"""
use ironframe_scanner::ScanError;
use thiserror::Error;

pub type Result<T> = std::result::Result<T, Error>;

#[derive(Debug, Error)]
pub enum Error {
    #[error("candidate scan failed: {0}")]
    Scan(#[from] ScanError),

    #[error("stylesheet compilation failed: {0}")]
    Compile(#[from] CompileError),

    #[error(transparent)]
    Config(#[from] ConfigError),

    #[error("invalid ignore pattern '{pattern}': {source}")]
    IgnorePattern {
        pattern: String,
        #[source]
        source: globset::Error,
    },
}

/// Failure reported by a [`Compiler`](crate::generator::Compiler).
#[derive(Debug, Clone, PartialEq, Eq, Error)]
#[error("{stage}: {message}")]
pub struct CompileError {
    pub stage: CompileStage,
    pub message: String,
}

impl CompileError {
    pub fn compile(message: impl Into<String>) -> Self {
        Self {
            stage: CompileStage::Compile,
            message: message.into(),
        }
    }

    pub fn build(message: impl Into<String>) -> Self {
        Self {
            stage: CompileStage::Build,
            message: message.into(),
        }
    }

    pub fn optimize(message: impl Into<String>) -> Self {
        Self {
            stage: CompileStage::Optimize,
            message: message.into(),
        }
    }
}

#[derive(Debug, Clone, Copy, PartialEq, Eq)]
pub enum CompileStage {
    Compile,
    Build,
    Optimize,
}

impl std::fmt::Display for CompileStage {
    fn fmt(&self, f: &mut std::fmt::Formatter<'_>) -> std::fmt::Result {
        match self {
            Self::Compile => f.write_str("compile"),
            Self::Build => f.write_str("build"),
            Self::Optimize => f.write_str("optimize"),
        }
    }
}

#[derive(Debug, Error)]
pub enum ConfigError {
    #[error("failed to read config {}: {source}", path.display())]
    Read {
        path: std::path::PathBuf,
        #[source]
        source: std::io::Error,
    },
    #[error("failed to parse config {}: {source}", path.display())]
    Parse {
        path: std::path::PathBuf,
        #[source]
        source: toml::de::Error,
    },
}

/// Raised by the synthetic context handed to foreign transform steps.
#[derive(Debug, Clone, PartialEq, Eq, Error)]
pub enum ContextError {
    #[error("{0} not implemented")]
    NotImplemented(&'static str),
}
"""
__Goal of the exercise__. State how many lines in the records above contain the word "String", giving only the number.

__Exercise output__. 5